BEGIN DATA FOR THIS EXERCISE

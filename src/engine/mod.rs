//! Price comparison engine.
//!
//! Turns a snapshot of per-market price observations into one ranked
//! comparison per product. Every function here is pure: the snapshot and
//! options are the only inputs, and nothing is cached between calls.

mod compare;
mod models;
mod options;
mod stats;

pub use compare::{group_and_compare, sort_by_savings};
pub use models::{ComparisonGroup, Offer, Statistics};
pub use options::{
    validate_threshold, ComparisonOptions, ReferenceBaseline, SortOrder,
    DEFAULT_OPPORTUNITY_THRESHOLD,
};
pub use stats::compute_statistics;

use crate::filters::{Filter, TermFilter};
use crate::observation::{PriceObservation, Snapshot};

/// Selects observations whose product name or brand contains `search_term`.
///
/// Matching is case-insensitive; an empty term matches everything.
pub fn filter_observations<'a>(snapshot: &'a Snapshot, search_term: &str) -> Vec<&'a PriceObservation> {
    filter_observations_with(snapshot, search_term, true)
}

/// Like [`filter_observations`], with brand matching switchable.
pub fn filter_observations_with<'a>(
    snapshot: &'a Snapshot,
    search_term: &str,
    match_brand: bool,
) -> Vec<&'a PriceObservation> {
    let filter = TermFilter::new(search_term, match_brand);
    snapshot.observations().iter().filter(|o| filter.matches(o)).collect()
}

/// Filters by term, then groups and compares.
pub fn compare_snapshot(
    snapshot: &Snapshot,
    search_term: &str,
    options: &ComparisonOptions,
) -> Vec<ComparisonGroup> {
    group_and_compare(filter_observations(snapshot, search_term), options)
}
//! Price range filter.

use super::Filter;
use crate::observation::PriceObservation;

/// Filters observations by unit price range.
pub struct PriceFilter {
    min: Option<f64>,
    max: Option<f64>,
}

impl PriceFilter {
    /// Creates a new price filter with optional min/max bounds.
    pub fn new(min: Option<f64>, max: Option<f64>) -> Self {
        Self { min, max }
    }

    /// Creates a filter with only minimum price.
    pub fn min(price: f64) -> Self {
        Self { min: Some(price), max: None }
    }

    /// Creates a filter with only maximum price.
    pub fn max(price: f64) -> Self {
        Self { min: None, max: Some(price) }
    }

    /// Creates a filter with both min and max.
    pub fn range(min: f64, max: f64) -> Self {
        Self { min: Some(min), max: Some(max) }
    }
}

impl PriceFilter {
    /// Returns true if `price` lies within the inclusive bounds.
    pub fn contains(&self, price: f64) -> bool {
        if let Some(min) = self.min {
            if price < min {
                return false;
            }
        }

        if let Some(max) = self.max {
            if price > max {
                return false;
            }
        }

        true
    }
}

impl Filter for PriceFilter {
    fn matches(&self, observation: &PriceObservation) -> bool {
        // Invalid prices are left for the engine to drop
        if !observation.has_valid_price() {
            return true;
        }
        self.contains(observation.unit_price)
    }

    fn description(&self) -> String {
        match (self.min, self.max) {
            (Some(min), Some(max)) => format!("Price: {:.2} - {:.2}", min, max),
            (Some(min), None) => format!("Price: >= {:.2}", min),
            (None, Some(max)) => format!("Price: <= {:.2}", max),
            (None, None) => "Price: any".to_string(),
        }
    }
}

#[cfg(test)]
mod tests {
    use super::*;
    use chrono::Utc;

    fn make_observation(price: f64) -> PriceObservation {
        PriceObservation::new("Arroz", "Tio João", "5kg", price, "Guanabara", Utc::now())
    }

    #[test]
    fn test_min_price() {
        let filter = PriceFilter::min(20.0);
        assert!(!filter.matches(&make_observation(19.99)));
        assert!(filter.matches(&make_observation(20.0)));
        assert!(filter.matches(&make_observation(25.0)));
    }

    #[test]
    fn test_max_price() {
        let filter = PriceFilter::max(50.0);
        assert!(filter.matches(&make_observation(49.99)));
        assert!(filter.matches(&make_observation(50.0)));
        assert!(!filter.matches(&make_observation(50.01)));
    }

    #[test]
    fn test_price_range() {
        let filter = PriceFilter::range(10.0, 30.0);
        assert!(!filter.matches(&make_observation(9.99)));
        assert!(filter.matches(&make_observation(10.0)));
        assert!(filter.matches(&make_observation(30.0)));
        assert!(!filter.matches(&make_observation(30.01)));
    }

    #[test]
    fn test_contains_bounds() {
        let filter = PriceFilter::max(9.5);
        assert!(filter.contains(9.0));
        assert!(filter.contains(9.5));
        assert!(!filter.contains(10.0));
        assert!(PriceFilter::new(None, None).contains(1e9));
    }

    #[test]
    fn test_invalid_price_passes() {
        let filter = PriceFilter::range(10.0, 30.0);
        assert!(filter.matches(&make_observation(0.0)));
        assert!(filter.matches(&make_observation(f64::NAN)));
    }

    #[test]
    fn test_descriptions() {
        assert_eq!(PriceFilter::range(10.0, 30.0).description(), "Price: 10.00 - 30.00");
        assert_eq!(PriceFilter::min(5.0).description(), "Price: >= 5.00");
        assert_eq!(PriceFilter::max(7.5).description(), "Price: <= 7.50");
        assert_eq!(PriceFilter::new(None, None).description(), "Price: any");
    }
}
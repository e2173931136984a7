//! market-compare - Grocery price comparison across supermarkets
//!
//! Groups per-market price observations by product, finds the cheapest
//! market and flags outsized price gaps as opportunities.

pub mod cart;
pub mod commands;
pub mod config;
pub mod engine;
pub mod error;
pub mod export;
pub mod filters;
pub mod format;
pub mod observation;
pub mod snapshot;

pub use config::Config;
pub use engine::{
    compute_statistics, filter_observations, group_and_compare, ComparisonGroup, ComparisonOptions,
    Statistics,
};
pub use error::{Error, Result};
pub use observation::{GroupKey, PriceObservation, Snapshot};
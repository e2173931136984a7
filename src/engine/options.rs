//! Tunable parameters of the comparison.

use crate::error::{Error, Result};
use serde::{Deserialize, Serialize};

/// Default savings percentage at which a group is flagged as an opportunity.
pub const DEFAULT_OPPORTUNITY_THRESHOLD: f64 = 30.0;

/// Price a shopper is assumed to pay without comparing.
#[derive(Debug, Clone, Copy, Default, PartialEq, Eq, Serialize, Deserialize)]
#[serde(rename_all = "kebab-case")]
pub enum ReferenceBaseline {
    /// Most expensive offer among compared markets
    #[default]
    Maximum,
    /// Mean of all offers
    Average,
    /// Second cheapest offer
    RunnerUp,
}

impl std::str::FromStr for ReferenceBaseline {
    type Err = String;

    fn from_str(s: &str) -> std::result::Result<Self, Self::Err> {
        match s.to_lowercase().as_str() {
            "maximum" | "max" => Ok(ReferenceBaseline::Maximum),
            "average" | "avg" | "mean" => Ok(ReferenceBaseline::Average),
            "runner-up" | "runnerup" | "second" => Ok(ReferenceBaseline::RunnerUp),
            _ => Err(format!("Unknown reference: {}. Use: maximum, average, runner-up", s)),
        }
    }
}

impl std::fmt::Display for ReferenceBaseline {
    fn fmt(&self, f: &mut std::fmt::Formatter<'_>) -> std::fmt::Result {
        match self {
            ReferenceBaseline::Maximum => write!(f, "maximum"),
            ReferenceBaseline::Average => write!(f, "average"),
            ReferenceBaseline::RunnerUp => write!(f, "runner-up"),
        }
    }
}

/// Order in which comparison groups are returned to the caller.
#[derive(Debug, Clone, Copy, Default, PartialEq, Eq, Serialize, Deserialize)]
#[serde(rename_all = "kebab-case")]
pub enum SortOrder {
    /// First appearance of the product in the filtered input
    #[default]
    FirstSeen,
    /// Largest savings first
    Savings,
}

impl std::str::FromStr for SortOrder {
    type Err = String;

    fn from_str(s: &str) -> std::result::Result<Self, Self::Err> {
        match s.to_lowercase().as_str() {
            "first-seen" | "firstseen" | "input" => Ok(SortOrder::FirstSeen),
            "savings" => Ok(SortOrder::Savings),
            _ => Err(format!("Unknown sort order: {}. Use: first-seen, savings", s)),
        }
    }
}

impl std::fmt::Display for SortOrder {
    fn fmt(&self, f: &mut std::fmt::Formatter<'_>) -> std::fmt::Result {
        match self {
            SortOrder::FirstSeen => write!(f, "first-seen"),
            SortOrder::Savings => write!(f, "savings"),
        }
    }
}

/// Parameters for `group_and_compare`.
#[derive(Debug, Clone, Copy, PartialEq)]
pub struct ComparisonOptions {
    /// Savings percentage at or above which a group is an opportunity
    pub opportunity_threshold: f64,
    /// Baseline for savings
    pub reference: ReferenceBaseline,
}

impl ComparisonOptions {
    /// Creates options with a validated threshold and the default baseline.
    pub fn new(opportunity_threshold: f64) -> Result<Self> {
        validate_threshold(opportunity_threshold)?;
        Ok(Self { opportunity_threshold, reference: ReferenceBaseline::default() })
    }

    /// Replaces the reference baseline.
    pub fn with_reference(mut self, reference: ReferenceBaseline) -> Self {
        self.reference = reference;
        self
    }
}

impl Default for ComparisonOptions {
    fn default() -> Self {
        Self {
            opportunity_threshold: DEFAULT_OPPORTUNITY_THRESHOLD,
            reference: ReferenceBaseline::default(),
        }
    }
}

/// Checks that a threshold is a percentage in 0..=100.
pub fn validate_threshold(threshold: f64) -> Result<()> {
    if !threshold.is_finite() || !(0.0..=100.0).contains(&threshold) {
        return Err(Error::InvalidConfig(format!(
            "opportunity threshold must be between 0 and 100, got {}",
            threshold
        )));
    }
    Ok(())
}

#[cfg(test)]
mod tests {
    use super::*;

    #[test]
    fn test_default_options() {
        let options = ComparisonOptions::default();
        assert_eq!(options.opportunity_threshold, 30.0);
        assert_eq!(options.reference, ReferenceBaseline::Maximum);
    }

    #[test]
    fn test_options_new_validates() {
        assert!(ComparisonOptions::new(0.0).is_ok());
        assert!(ComparisonOptions::new(100.0).is_ok());
        assert!(ComparisonOptions::new(-1.0).is_err());
        assert!(ComparisonOptions::new(100.5).is_err());

        let err = ComparisonOptions::new(f64::NAN).unwrap_err();
        assert!(err.to_string().contains("opportunity threshold"));
    }

    #[test]
    fn test_with_reference() {
        let options = ComparisonOptions::new(25.0).unwrap().with_reference(ReferenceBaseline::RunnerUp);
        assert_eq!(options.opportunity_threshold, 25.0);
        assert_eq!(options.reference, ReferenceBaseline::RunnerUp);
    }

    #[test]
    fn test_reference_parsing() {
        assert_eq!("maximum".parse::<ReferenceBaseline>().unwrap(), ReferenceBaseline::Maximum);
        assert_eq!("MAX".parse::<ReferenceBaseline>().unwrap(), ReferenceBaseline::Maximum);
        assert_eq!("average".parse::<ReferenceBaseline>().unwrap(), ReferenceBaseline::Average);
        assert_eq!("runner-up".parse::<ReferenceBaseline>().unwrap(), ReferenceBaseline::RunnerUp);

        let err = "median".parse::<ReferenceBaseline>().unwrap_err();
        assert!(err.contains("Unknown reference"));
    }

    #[test]
    fn test_reference_display_and_serde() {
        assert_eq!(ReferenceBaseline::RunnerUp.to_string(), "runner-up");
        let json = serde_json::to_string(&ReferenceBaseline::RunnerUp).unwrap();
        assert_eq!(json, "\"runner-up\"");

        let parsed: ReferenceBaseline = serde_json::from_str("\"average\"").unwrap();
        assert_eq!(parsed, ReferenceBaseline::Average);
    }

    #[test]
    fn test_sort_order_parsing() {
        assert_eq!("first-seen".parse::<SortOrder>().unwrap(), SortOrder::FirstSeen);
        assert_eq!("Savings".parse::<SortOrder>().unwrap(), SortOrder::Savings);
        assert!("price".parse::<SortOrder>().is_err());
        assert_eq!(SortOrder::default(), SortOrder::FirstSeen);
        assert_eq!(SortOrder::Savings.to_string(), "savings");
    }
}
//! Snapshot sources: where the acquisition process leaves its CSV files.

use super::loader::parse_snapshot;
use crate::error::{Error, Result};
use crate::export::EXPORT_PREFIX;
use crate::observation::Snapshot;
use async_trait::async_trait;
use std::path::{Path, PathBuf};
use std::time::SystemTime;
use tracing::{debug, info};

/// Trait for snapshot acquisition - enables mocking for tests.
#[async_trait]
pub trait SnapshotSource: Send + Sync {
    /// Loads a complete snapshot.
    async fn load(&self) -> Result<Snapshot>;

    /// Describes the source for logs.
    fn describe(&self) -> String;
}

/// Reads a single CSV file.
pub struct CsvFileSource {
    path: PathBuf,
}

impl CsvFileSource {
    pub fn new(path: impl Into<PathBuf>) -> Self {
        Self { path: path.into() }
    }
}

async fn read_csv(path: &Path) -> Result<Snapshot> {
    debug!("Reading snapshot file: {}", path.display());
    let bytes = tokio::fs::read(path).await?;
    parse_snapshot(bytes.as_slice(), &path.display().to_string())
}

#[async_trait]
impl SnapshotSource for CsvFileSource {
    async fn load(&self) -> Result<Snapshot> {
        read_csv(&self.path).await
    }

    fn describe(&self) -> String {
        self.path.display().to_string()
    }
}

/// Reads the most recently modified CSV in a directory.
///
/// Files written by the export command are ignored.
pub struct CsvDirectorySource {
    dir: PathBuf,
}

impl CsvDirectorySource {
    pub fn new(dir: impl Into<PathBuf>) -> Self {
        Self { dir: dir.into() }
    }

    /// Finds the newest snapshot file.
    pub async fn latest_file(&self) -> Result<PathBuf> {
        let mut entries = tokio::fs::read_dir(&self.dir).await?;
        let mut latest: Option<(SystemTime, PathBuf)> = None;

        while let Some(entry) = entries.next_entry().await? {
            let path = entry.path();
            if !is_snapshot_file(&path) {
                continue;
            }

            let modified = entry.metadata().await?.modified()?;
            let newer = match &latest {
                Some((current, current_path)) => {
                    modified > *current || (modified == *current && path > *current_path)
                }
                None => true,
            };
            if newer {
                latest = Some((modified, path));
            }
        }

        latest.map(|(_, path)| path).ok_or_else(|| Error::NoSnapshot(self.dir.clone()))
    }
}

fn is_snapshot_file(path: &Path) -> bool {
    let is_csv = path.extension().is_some_and(|ext| ext.eq_ignore_ascii_case("csv"));
    let is_export = path
        .file_name()
        .and_then(|n| n.to_str())
        .is_some_and(|n| n.starts_with(EXPORT_PREFIX));
    is_csv && !is_export
}

#[async_trait]
impl SnapshotSource for CsvDirectorySource {
    async fn load(&self) -> Result<Snapshot> {
        let path = self.latest_file().await?;
        info!("Using snapshot {}", path.display());
        read_csv(&path).await
    }

    fn describe(&self) -> String {
        format!("latest CSV in {}", self.dir.display())
    }
}

/// Picks a directory or single-file source for a path.
pub fn source_for_path(path: &Path) -> Box<dyn SnapshotSource> {
    if path.is_dir() {
        Box::new(CsvDirectorySource::new(path))
    } else {
        Box::new(CsvFileSource::new(path))
    }
}
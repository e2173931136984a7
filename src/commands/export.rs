//! Export command implementation.

use super::compare::{CompareCommand, CompareQuery};
use super::load_snapshot;
use crate::config::{Config, OutputFormat};
use crate::export::write_exports;
use crate::snapshot::{source_for_path, SnapshotSource};
use anyhow::{Context, Result};
use std::path::Path;

/// Writes the comparison table, the raw snapshot and per-market files as CSV.
pub struct ExportCommand {
    config: Config,
}

impl ExportCommand {
    /// Creates a new export command.
    pub fn new(config: Config) -> Self {
        Self { config }
    }

    /// Exports the configured snapshot into `out_dir`.
    pub async fn execute(&self, out_dir: &Path, query: &CompareQuery) -> Result<String> {
        let source = source_for_path(&self.config.snapshot);
        self.execute_with_source(source.as_ref(), out_dir, query).await
    }

    /// Exports with a provided source (for testing).
    pub async fn execute_with_source(
        &self,
        source: &dyn SnapshotSource,
        out_dir: &Path,
        query: &CompareQuery,
    ) -> Result<String> {
        let snapshot = load_snapshot(source).await?;
        let groups = CompareCommand::new(self.config.clone()).compare(&snapshot, query)?;

        let paths = write_exports(out_dir, &groups, &snapshot, &self.config.markets)
            .with_context(|| format!("Failed to export to {}", out_dir.display()))?;

        Ok(match self.config.format {
            OutputFormat::Json => serde_json::to_string_pretty(&serde_json::json!({
                "comparisons": paths.comparisons,
                "observations": paths.observations,
                "markets": paths.markets,
                "groups": groups.len(),
                "rows": snapshot.len(),
            }))?,
            _ => format!(
                "Exported {} comparisons to {}\nExported {} observations to {}\nExported {} market files to {}",
                groups.len(),
                paths.comparisons.display(),
                snapshot.len(),
                paths.observations.display(),
                paths.markets.len(),
                out_dir.display()
            ),
        })
    }
}
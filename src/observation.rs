//! Data models for price observations and snapshots.

use chrono::{DateTime, Utc};
use serde::{Deserialize, Serialize};

/// A single price data point for a product at one market.
#[derive(Debug, Clone, PartialEq, Serialize, Deserialize)]
pub struct PriceObservation {
    /// Product name as collected (display casing)
    pub product_name: String,
    /// Brand, may be empty
    pub brand: String,
    /// Package size label ("1kg", "500ml"), never parsed
    pub quantity: String,
    /// Unit price; only finite positive values are usable
    pub unit_price: f64,
    /// Retailer/store name
    pub market: String,
    /// When the price was collected
    pub extracted_at: DateTime<Utc>,
    /// Product category, if the acquisition process tagged one
    #[serde(default)]
    pub segment: Option<String>,
    /// Page or flyer the price was collected from
    #[serde(default)]
    pub source_url: Option<String>,
}

impl PriceObservation {
    /// Creates an observation without segment or source URL.
    pub fn new(
        product_name: impl Into<String>,
        brand: impl Into<String>,
        quantity: impl Into<String>,
        unit_price: f64,
        market: impl Into<String>,
        extracted_at: DateTime<Utc>,
    ) -> Self {
        Self {
            product_name: product_name.into(),
            brand: brand.into(),
            quantity: quantity.into(),
            unit_price,
            market: market.into(),
            extracted_at,
            segment: None,
            source_url: None,
        }
    }

    /// Returns true if the price can take part in a comparison.
    pub fn has_valid_price(&self) -> bool {
        self.unit_price.is_finite() && self.unit_price > 0.0
    }

    /// Returns the normalized grouping key.
    pub fn key(&self) -> GroupKey {
        GroupKey::new(&self.product_name, &self.brand, &self.quantity)
    }

    /// Returns the market name with surrounding whitespace removed.
    pub fn market_name(&self) -> &str {
        self.market.trim()
    }
}

/// Normalized (product, brand, quantity) identity of a comparable product.
#[derive(Debug, Clone, PartialEq, Eq, Hash, PartialOrd, Ord, Serialize, Deserialize)]
pub struct GroupKey {
    pub product: String,
    pub brand: String,
    pub quantity: String,
}

impl GroupKey {
    /// Product and brand are trimmed and lower-cased; quantity is only trimmed.
    pub fn new(product: &str, brand: &str, quantity: &str) -> Self {
        Self {
            product: product.trim().to_lowercase(),
            brand: brand.trim().to_lowercase(),
            quantity: quantity.trim().to_string(),
        }
    }
}

impl std::fmt::Display for GroupKey {
    fn fmt(&self, f: &mut std::fmt::Formatter<'_>) -> std::fmt::Result {
        write!(f, "{}|{}|{}", self.product, self.brand, self.quantity)
    }
}

/// Immutable set of observations known at query time.
#[derive(Debug, Clone, Serialize, Deserialize)]
pub struct Snapshot {
    /// Where the observations were loaded from
    pub source: String,
    /// When the snapshot was loaded
    pub loaded_at: DateTime<Utc>,
    observations: Vec<PriceObservation>,
}

impl Snapshot {
    /// Creates a snapshot from observations in acquisition order.
    pub fn new(source: impl Into<String>, observations: Vec<PriceObservation>) -> Self {
        Self { source: source.into(), loaded_at: Utc::now(), observations }
    }

    /// Creates an empty snapshot.
    pub fn empty() -> Self {
        Self::new("empty", Vec::new())
    }

    /// Returns the observations in load order.
    pub fn observations(&self) -> &[PriceObservation] {
        &self.observations
    }

    /// Returns number of observations.
    pub fn len(&self) -> usize {
        self.observations.len()
    }

    /// Returns true if the snapshot has no observations.
    pub fn is_empty(&self) -> bool {
        self.observations.is_empty()
    }
}

impl Default for Snapshot {
    fn default() -> Self {
        Self::empty()
    }
}
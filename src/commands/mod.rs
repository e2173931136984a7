//! CLI command implementations.

pub mod cart;
pub mod compare;
pub mod export;
pub mod markets;
pub mod search;
pub mod stats;
pub mod watch;

pub use cart::CartCommand;
pub use compare::{CompareCommand, CompareQuery};
pub use export::ExportCommand;
pub use markets::list_markets;
pub use search::SearchCommand;
pub use stats::StatsCommand;
pub use watch::WatchCommand;

use crate::observation::Snapshot;
use crate::snapshot::SnapshotSource;
use anyhow::{Context, Result};
use tracing::debug;

/// Loads a snapshot, naming the source on failure.
async fn load_snapshot(source: &dyn SnapshotSource) -> Result<Snapshot> {
    let snapshot = source
        .load()
        .await
        .with_context(|| format!("Failed to load snapshot from {}", source.describe()))?;

    debug!("Loaded {} observations from {}", snapshot.len(), snapshot.source);
    Ok(snapshot)
}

END DATA FOR THIS EXERCISE

• **PROBLEM TO WORK ON**:
Begin with the first line of the data above and, please, print each line exactly until you have printed the line containing "pub fn min(price: f64)"; print nothing else.

• **OUTPUT BELOW**:
filename src/engine/mod.rs
//! Price comparison engine.
//!
//! Turns a snapshot of per-market price observations into one ranked
//! comparison per product. Every function here is pure: the snapshot and
//! options are the only inputs, and nothing is cached between calls.

mod compare;
mod models;
mod options;
mod stats;

pub use compare::{group_and_compare, sort_by_savings};
pub use models::{ComparisonGroup, Offer, Statistics};
pub use options::{
    validate_threshold, ComparisonOptions, ReferenceBaseline, SortOrder,
    DEFAULT_OPPORTUNITY_THRESHOLD,
};
pub use stats::compute_statistics;

use crate::filters::{Filter, TermFilter};
use crate::observation::{PriceObservation, Snapshot};

/// Selects observations whose product name or brand contains `search_term`.
///
/// Matching is case-insensitive; an empty term matches everything.
pub fn filter_observations<'a>(snapshot: &'a Snapshot, search_term: &str) -> Vec<&'a PriceObservation> {
    filter_observations_with(snapshot, search_term, true)
}

/// Like [`filter_observations`], with brand matching switchable.
pub fn filter_observations_with<'a>(
    snapshot: &'a Snapshot,
    search_term: &str,
    match_brand: bool,
) -> Vec<&'a PriceObservation> {
    let filter = TermFilter::new(search_term, match_brand);
    snapshot.observations().iter().filter(|o| filter.matches(o)).collect()
}

/// Filters by term, then groups and compares.
pub fn compare_snapshot(
    snapshot: &Snapshot,
    search_term: &str,
    options: &ComparisonOptions,
) -> Vec<ComparisonGroup> {
    group_and_compare(filter_observations(snapshot, search_term), options)
}
//! Price range filter.

use super::Filter;
use crate::observation::PriceObservation;

/// Filters observations by unit price range.
pub struct PriceFilter {
    min: Option<f64>,
    max: Option<f64>,
}

impl PriceFilter {
    /// Creates a new price filter with optional min/max bounds.
    pub fn new(min: Option<f64>, max: Option<f64>) -> Self {
        Self { min, max }
    }

    /// Creates a filter with only minimum price.
    pub fn min(price: f64) -> Self {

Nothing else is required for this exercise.